Para ello, el momento de urgencia nos exige que cojamos la vía rápida. La lenta es la de cambiar el marco conceptual que define al ciudadano-cliente por uno que le permita sentirse representado, a la manera tradicional, con comodidad (y tampoco queremos eso). Debemos empezar a debatir la modificación del significado profundo de «representación política», o «representatividad política», haciendo especial hincapié en el de «representatividad», por supuesto.
Pudiera parecer que conceptualizamos esta «representatividad» con un carácter un tanto antiguo, desfasado, casi religioso-tradicional. El Papa es el representante de la Iglesia en la Tierra, pero ¿Pedro Sánchez es el representante de España? No creo que nadie se sienta a gusto con esa afirmación. Y ya no sólo el presidente, el conjunto de la cámara, ¿de veras representan a alguien en este país? Los votantes de Unidas Podemos que conozco son de izquierdas y no se pasan la vida lamiendo botas; el votante de Vox con el que convivo es una persona con algunas patologías graves pero profundamente generosa. Sin embargo, Alberto Garzón es un comunista de salón que cree que su ministerio de mierda ha servido para algo, y Abascal… en fin, pues ya tiene suficiente con lo suyo. Ninguno de mis conocidos se merece tal representación.

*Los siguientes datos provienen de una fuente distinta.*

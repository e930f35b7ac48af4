//! ForecastEngine trait defining the interface between the merger and the assembler.

use crate::core::{CanonicalSeries, ForecastRow};
use crate::error::Result;

/// Common interface for forecasting engines.
///
/// An engine turns a canonical daily series into one [`ForecastRow`] per
/// calendar day from the first historical date through `horizon` days past
/// the last one. Implementations must keep `lower_bound <= predicted <=
/// upper_bound` on every row and must not retain state between calls.
///
/// This trait is object-safe and can be used with `Box<dyn ForecastEngine>`.
pub trait ForecastEngine {
    /// Fit the series and produce rows for its range plus `horizon` days.
    fn fit(&self, series: &CanonicalSeries, horizon: usize) -> Result<Vec<ForecastRow>>;

    /// Get the engine name.
    fn name(&self) -> &str;
}

/// Type alias for boxed engine trait objects.
///
/// # Example
///
/// ```
/// use revenue_forecast::models::{AdditiveModel, BoxedEngine, ForecastEngine};
///
/// let engine: BoxedEngine = Box::new(AdditiveModel::default());
/// assert_eq!(engine.name(), "Additive");
/// ```
pub type BoxedEngine = Box<dyn ForecastEngine + Send + Sync>;

impl<E: ForecastEngine + ?Sized> ForecastEngine for Box<E> {
    fn fit(&self, series: &CanonicalSeries, horizon: usize) -> Result<Vec<ForecastRow>> {
        (**self).fit(series, horizon)
    }

    fn name(&self) -> &str {
        (**self).name()
    }
}

#[cfg(test)]
mod tests {
    use super::*;
    use crate::error::ForecastError;
    use crate::models::AdditiveModel;
    use chrono::{Duration, NaiveDate};

    /// Mean of the history with a fixed band, used to check substitution.
    struct MeanEngine;

    impl ForecastEngine for MeanEngine {
        fn fit(&self, series: &CanonicalSeries, horizon: usize) -> Result<Vec<ForecastRow>> {
            let (first, last) = match (series.first_date(), series.last_date()) {
                (Some(f), Some(l)) => (f, l),
                _ => return Err(ForecastError::InsufficientData { needed: 2, got: 0 }),
            };
            let values = series.values();
            let mean = values.iter().sum::<f64>() / values.len() as f64;
            let days = (last - first).num_days() + horizon as i64;
            Ok((0..=days)
                .map(|i| ForecastRow::symmetric(first + Duration::days(i), mean, 1.0))
                .collect())
        }

        fn name(&self) -> &str {
            "Mean"
        }
    }

    fn make_series(n: i64) -> CanonicalSeries {
        let start = NaiveDate::from_ymd_opt(2020, 1, 1).unwrap();
        CanonicalSeries::from_pairs((0..n).map(|i| (start + Duration::days(i), i as f64))).unwrap()
    }

    #[test]
    fn boxed_engines_are_interchangeable() {
        let engines: Vec<BoxedEngine> = vec![Box::new(AdditiveModel::default()), Box::new(MeanEngine)];
        let series = make_series(20);

        for engine in &engines {
            let rows = engine.fit(&series, 5).unwrap();
            assert_eq!(rows.len(), 25, "engine {}", engine.name());
            assert!(rows.iter().all(|r| r.is_ordered()));
        }

        let names: Vec<_> = engines.iter().map(|e| e.name()).collect();
        assert_eq!(names, vec!["Additive", "Mean"]);
    }

    #[test]
    fn engine_calls_are_independent() {
        let engine = AdditiveModel::default();
        let a = engine.fit(&make_series(20), 3).unwrap();
        let _ = engine.fit(&make_series(40), 3).unwrap();
        let again = engine.fit(&make_series(20), 3).unwrap();
        assert_eq!(a, again);
    }
}
//! Presentation table joining actuals with forecast rows.

use crate::core::{CanonicalSeries, ForecastRow};
use crate::error::{ForecastError, Result};
use crate::utils::stats::round_to;
use serde::{Deserialize, Serialize};

/// Date layout of [`ResultRow::date`].
pub const DATE_FORMAT: &str = "%Y/%m/%d";

const DECIMALS: u32 = 2;

/// One presentation row. Numbers are rounded to two decimals.
#[derive(Debug, Clone, PartialEq, Serialize, Deserialize)]
pub struct ResultRow {
    /// `YYYY/MM/DD`.
    pub date: String,
    /// Observed value, absent for future days and gaps in history.
    pub actual: Option<f64>,
    pub predicted: f64,
    pub lower_bound: f64,
    pub upper_bound: f64,
}

/// Final output of the pipeline.
#[derive(Debug, Clone, PartialEq, Serialize, Deserialize)]
pub struct ResultTable {
    pub metric_label: String,
    pub columns: Vec<String>,
    pub rows: Vec<ResultRow>,
}

impl ResultTable {
    pub fn len(&self) -> usize {
        self.rows.len()
    }

    pub fn is_empty(&self) -> bool {
        self.rows.is_empty()
    }

    /// Rows that carry an observed value.
    pub fn historical_rows(&self) -> impl Iterator<Item = &ResultRow> {
        self.rows.iter().filter(|r| r.actual.is_some())
    }
}

/// Column names of a result table for `metric_label`.
pub fn column_names(metric_label: &str) -> Vec<String> {
    vec![
        "Date".to_string(),
        format!("Real {}", metric_label),
        format!("Predicted {}", metric_label),
        "Lower Bound".to_string(),
        "Upper Bound".to_string(),
    ]
}

/// Join historical actuals onto forecast rows.
///
/// There is one output row per forecast row. Actuals outside the forecast's
/// date range are dropped.
pub fn assemble(
    actuals: &CanonicalSeries,
    forecast: &[ForecastRow],
    metric_label: &str,
) -> Result<ResultTable> {
    if let Some(pair) = forecast.windows(2).find(|w| w[1].date <= w[0].date) {
        return Err(ForecastError::InvalidParameter(format!(
            "forecast rows must be strictly increasing, found {} after {}",
            pair[1].date, pair[0].date
        )));
    }

    let rows = forecast
        .iter()
        .map(|row| ResultRow {
            date: row.date.format(DATE_FORMAT).to_string(),
            actual: actuals
                .get(row.date)
                .filter(|v| v.is_finite())
                .map(|v| round_to(v, DECIMALS)),
            predicted: round_to(row.predicted, DECIMALS),
            lower_bound: round_to(row.lower_bound, DECIMALS),
            upper_bound: round_to(row.upper_bound, DECIMALS),
        })
        .collect();

    Ok(ResultTable {
        metric_label: metric_label.to_string(),
        columns: column_names(metric_label),
        rows,
    })
}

Y volviendo al tema del espectáculo, vivimos una constante representación humorística que parece más propia de un Polònia que de un gobierno elegido democráticamente. ¿Quiénes son estos personajes? ¿Por qué se ríen juntos Pablo y Santi, de ideologías supuestamente enfrentadas (o no tanto…)? Porque son compañeros de trabajo, dicen. Y tienen razón: su cargo no es una responsabilidad social, es un puesto de trabajo, y en eso no se basa la democracia. Parece que hemos olvidado ya incluso su etimología.

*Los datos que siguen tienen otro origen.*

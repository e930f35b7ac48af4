//! The reconciliation-and-forecast pipeline.
//!
//! Stages run in order, each borrowing its input and returning a new value:
//!
//! 1. [`normalize`]: raw records of each source into a canonical series
//! 2. [`merge`]: the two series into one, the primary source winning overlaps
//! 3. a [`ForecastEngine`]: forecast rows over history plus the horizon
//! 4. [`assemble`]: actuals and forecast joined into a [`ResultTable`]
//!
//! # Example
//!
//! ```
//! use revenue_forecast::pipeline::{ForecastPipeline, SourceSchema};
//! use revenue_forecast::models::AdditiveModel;
//! use revenue_forecast::sources::RawRecord;
//!
//! let legacy: Vec<RawRecord> = (1..=20)
//!     .map(|d| RawRecord::new()
//!         .with("ga:date", &format!("202301{:02}", d))
//!         .with("ga:sessions", &(100 + d).to_string()))
//!     .collect();
//! let primary: Vec<RawRecord> = (15..=31)
//!     .map(|d| RawRecord::new()
//!         .with("date", &format!("202301{:02}", d))
//!         .with("sessions", &(110 + d).to_string()))
//!     .collect();
//!
//! let pipeline = ForecastPipeline::new(AdditiveModel::default(), 7);
//! let output = pipeline
//!     .run_records(
//!         &primary,
//!         &SourceSchema::new("ga4", "date", "sessions"),
//!         &legacy,
//!         &SourceSchema::new("ua", "ga:date", "ga:sessions"),
//!         "Sessions",
//!     )
//!     .unwrap();
//!
//! assert_eq!(output.table.len(), 31 + 7);
//! assert_eq!(output.report.overlap, 6);
//! ```

pub mod assemble;
pub mod merge;
pub mod normalize;

pub use assemble::{assemble, column_names, ResultRow, ResultTable};
pub use merge::{merge, overlap_count};
pub use normalize::{normalize, Normalized, SourceSchema};

use crate::catalog::MetricEntry;
use crate::config::PipelineConfig;
use crate::core::CanonicalSeries;
use crate::error::Result;
use crate::models::{AdditiveModel, BoxedEngine, ForecastEngine};
use crate::sources::{DateRange, RawRecord, SourceAdapter};
use serde::Serialize;
use tracing::info;

/// Counts gathered while running the pipeline.
#[derive(Debug, Clone, Default, PartialEq, Eq, Serialize)]
pub struct RunReport {
    pub primary_points: usize,
    pub legacy_points: usize,
    pub primary_skipped: usize,
    pub legacy_skipped: usize,
    /// Same-day records summed by the normalizer, both sources.
    pub duplicates_combined: usize,
    /// Dates reported by both sources.
    pub overlap: usize,
    pub merged_points: usize,
    pub forecast_rows: usize,
}

/// Result table plus the run report.
#[derive(Debug, Clone, PartialEq)]
pub struct PipelineOutput {
    pub table: ResultTable,
    pub report: RunReport,
}

/// Runs normalize, merge, forecast and assemble with one engine.
pub struct ForecastPipeline {
    engine: BoxedEngine,
    horizon: usize,
}

impl ForecastPipeline {
    pub fn new<E>(engine: E, horizon: usize) -> Self
    where
        E: ForecastEngine + Send + Sync + 'static,
    {
        Self::with_engine(Box::new(engine), horizon)
    }

    pub fn with_engine(engine: BoxedEngine, horizon: usize) -> Self {
        Self { engine, horizon }
    }

    /// Additive model and horizon taken from a validated configuration.
    pub fn from_config(config: &PipelineConfig) -> Result<Self> {
        config.validate()?;
        Ok(Self::new(
            AdditiveModel::new(config.model.clone()),
            config.horizon,
        ))
    }

    pub fn horizon(&self) -> usize {
        self.horizon
    }

    pub fn engine_name(&self) -> &str {
        self.engine.name()
    }

    /// Run from two already normalized series.
    pub fn run_series(
        &self,
        primary: &CanonicalSeries,
        legacy: &CanonicalSeries,
        metric_label: &str,
    ) -> Result<PipelineOutput> {
        let report = RunReport {
            primary_points: primary.len(),
            legacy_points: legacy.len(),
            ..RunReport::default()
        };
        self.forecast_merged(primary, legacy, metric_label, report)
    }

    /// Run from the raw records of both sources.
    pub fn run_records(
        &self,
        primary: &[RawRecord],
        primary_schema: &SourceSchema,
        legacy: &[RawRecord],
        legacy_schema: &SourceSchema,
        metric_label: &str,
    ) -> Result<PipelineOutput> {
        let primary = normalize(primary, primary_schema)?;
        let legacy = normalize(legacy, legacy_schema)?;

        let report = RunReport {
            primary_points: primary.series.len(),
            legacy_points: legacy.series.len(),
            primary_skipped: primary.skipped,
            legacy_skipped: legacy.skipped,
            duplicates_combined: primary.duplicates_combined + legacy.duplicates_combined,
            ..RunReport::default()
        };
        self.forecast_merged(&primary.series, &legacy.series, metric_label, report)
    }

    /// Fetch `metric` from both adapters and run.
    ///
    /// Source failures are returned unchanged so the caller can retry.
    pub fn run_sources(
        &self,
        primary: &dyn SourceAdapter,
        primary_range: &DateRange,
        legacy: &dyn SourceAdapter,
        legacy_range: &DateRange,
        metric: &MetricEntry,
    ) -> Result<PipelineOutput> {
        let primary_records = primary.fetch(&metric.primary_field, primary_range)?;
        let legacy_records = legacy.fetch(&metric.legacy_field, legacy_range)?;
        info!(
            primary = primary.name(),
            primary_records = primary_records.len(),
            legacy = legacy.name(),
            legacy_records = legacy_records.len(),
            metric = %metric.display_name,
            "fetched source records"
        );

        self.run_records(
            &primary_records,
            &SourceSchema::new(primary.name(), primary.date_field(), &metric.primary_field),
            &legacy_records,
            &SourceSchema::new(legacy.name(), legacy.date_field(), &metric.legacy_field),
            &metric.display_name,
        )
    }

    fn forecast_merged(
        &self,
        primary: &CanonicalSeries,
        legacy: &CanonicalSeries,
        metric_label: &str,
        mut report: RunReport,
    ) -> Result<PipelineOutput> {
        let merged = merge(primary, legacy)?;
        report.overlap = overlap_count(primary, legacy);
        report.merged_points = merged.len();

        let forecast = self.engine.fit(&merged, self.horizon)?;
        report.forecast_rows = forecast.len();

        let table = assemble(&merged, &forecast, metric_label)?;
        info!(
            engine = self.engine.name(),
            metric = metric_label,
            merged = report.merged_points,
            overlap = report.overlap,
            rows = table.len(),
            "pipeline finished"
        );

        Ok(PipelineOutput { table, report })
    }
}

impl std::fmt::Debug for ForecastPipeline {
    fn fmt(&self, f: &mut std::fmt::Formatter<'_>) -> std::fmt::Result {
        f.debug_struct("ForecastPipeline")
            .field("engine", &self.engine.name())
            .field("horizon", &self.horizon)
            .finish()
    }
}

Su espectáculo es diario, no nos dejan escapar ni un segundo de la vergüenza ajena que nos producen. El caso más palpable de esta deformación del discurso político serio en una serie de zascas y punch lines escritas por guionistas desafortunados es, obviamente, el de Rufián, que me sirve además para hablar del problema del independentismo desde el enfoque del problema de la representatividad. Una causa tan justa, lógica y necesaria como es el independentismo catalán no merece este show de payasería cada vez que ese señor pilla un micro (o un tuit) y un par de objetos random de su casa. ¿Cómo pueden permitir los votantes de ERC que su lucha se convierta en… eso?
Lo de que su causa es justa lo digo porque actualmente, si tu objetivo es la república popular, la única forma de conseguirlo en España es mediante la independencia. Ahora bien, si tu independencia es sólo un opio para las masas, un ideal jamás alcanzado, y por ello épico, encarnizado, entonces lo mejor y más rentable es que te quedes (que es lo que están haciendo). Tampoco tengo claro que un presidente que amenaza con tirarse un pedo en el constitucional sea mi presidente, aunque sin duda es mi representante político anarquista y macarra pop preferido (algo así como vuestro explosivo jorgejavierismo de izquierdas).

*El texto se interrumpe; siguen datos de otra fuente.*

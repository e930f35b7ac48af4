use clap::{Parser, ValueEnum};
use revenue_forecast::export::{to_csv_string, ChartPayload};
use revenue_forecast::pipeline::ResultTable;
use revenue_forecast::Result;
use std::path::PathBuf;

#[derive(Parser, Debug)]
#[command(
    name = "revcast",
    version,
    about = "Merge a legacy and a current analytics export and forecast one metric"
)]
pub struct Cli {
    #[arg(
        long,
        required_unless_present = "list_metrics",
        help = "CSV export of the primary (current) source"
    )]
    pub primary: Option<PathBuf>,
    #[arg(
        long,
        required_unless_present = "list_metrics",
        help = "CSV export of the legacy source"
    )]
    pub legacy: Option<PathBuf>,
    #[arg(long, default_value = "Revenue", help = "Metric display name")]
    pub metric: String,
    #[arg(long, help = "Days to forecast past the last observation")]
    pub horizon: Option<usize>,
    #[arg(long, help = "Interval coverage in (0, 1)")]
    pub coverage: Option<f64>,
    #[arg(long, help = "JSON configuration file")]
    pub config: Option<PathBuf>,
    #[arg(long, value_enum, default_value_t = OutputFormat::Table)]
    pub format: OutputFormat,
    #[arg(long, help = "Write the result here instead of stdout")]
    pub output: Option<PathBuf>,
    #[arg(long, help = "List the known metrics and exit")]
    pub list_metrics: bool,
}

#[derive(Copy, Clone, Debug, PartialEq, Eq, ValueEnum)]
pub enum OutputFormat {
    Table,
    Csv,
    Json,
}

pub fn render(table: &ResultTable, format: OutputFormat) -> Result<String> {
    match format {
        OutputFormat::Table => Ok(render_text(table)),
        OutputFormat::Csv => to_csv_string(table),
        OutputFormat::Json => ChartPayload::from_table(table).to_json(),
    }
}

fn render_text(table: &ResultTable) -> String {
    let cells: Vec<[String; 5]> = table
        .rows
        .iter()
        .map(|r| {
            [
                r.date.clone(),
                r.actual.map(|v| format!("{:.2}", v)).unwrap_or_default(),
                format!("{:.2}", r.predicted),
                format!("{:.2}", r.lower_bound),
                format!("{:.2}", r.upper_bound),
            ]
        })
        .collect();

    let mut widths: Vec<usize> = table.columns.iter().map(|c| c.len()).collect();
    for row in &cells {
        for (w, cell) in widths.iter_mut().zip(row) {
            *w = (*w).max(cell.len());
        }
    }

    let mut out = String::new();
    let header: Vec<String> = table
        .columns
        .iter()
        .zip(&widths)
        .map(|(c, w)| format!("{:<w$}", c, w = w))
        .collect();
    out.push_str(header.join("  ").trim_end());
    out.push('\n');
    for row in &cells {
        let line: Vec<String> = row
            .iter()
            .zip(&widths)
            .enumerate()
            .map(|(i, (c, w))| {
                if i == 0 {
                    format!("{:<w$}", c, w = w)
                } else {
                    format!("{:>w$}", c, w = w)
                }
            })
            .collect();
        out.push_str(&line.join("  "));
        out.push('\n');
    }
    out
}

Para finalizar, un vistazo atrás: desde el 15M y Democracia Real Ya llevamos transitado un camino en el que la izquierda no ha hecho más que ceder y perder terreno, tanto material como discursivo. Los hijos bastardos del 15M, Podemos & Co., hacen uso indiscriminado de los valores genuinos de izquierda para someterlos a un proceso de transformación tan salvaje que quedan irreconocibles en su significado mientras mantienen su significante intacto. Es decir: se están apropiando de todo lo que de verdad nos importa, de lo que hablamos y en los términos en los que lo hablamos. Si la izquierda de este país, la sincera, la honesta, la de verdad, quiere hacer algo, tiene que pasar obligatoriamente por finiquitar la destrucción podemita.
Soy tan radical porque han demostrado, y seguirán haciéndolo, que son un auténtico fraude: sí, un fraude auténtico, porque hablan como nosotros, pero ni lo son ni nos representan. Su comunicación es casi religiosa en el sentido que decíamos al principio: dicen que no hay nada a su izquierda, que ellos son la única y verdadera izquierda. Habrá que creer.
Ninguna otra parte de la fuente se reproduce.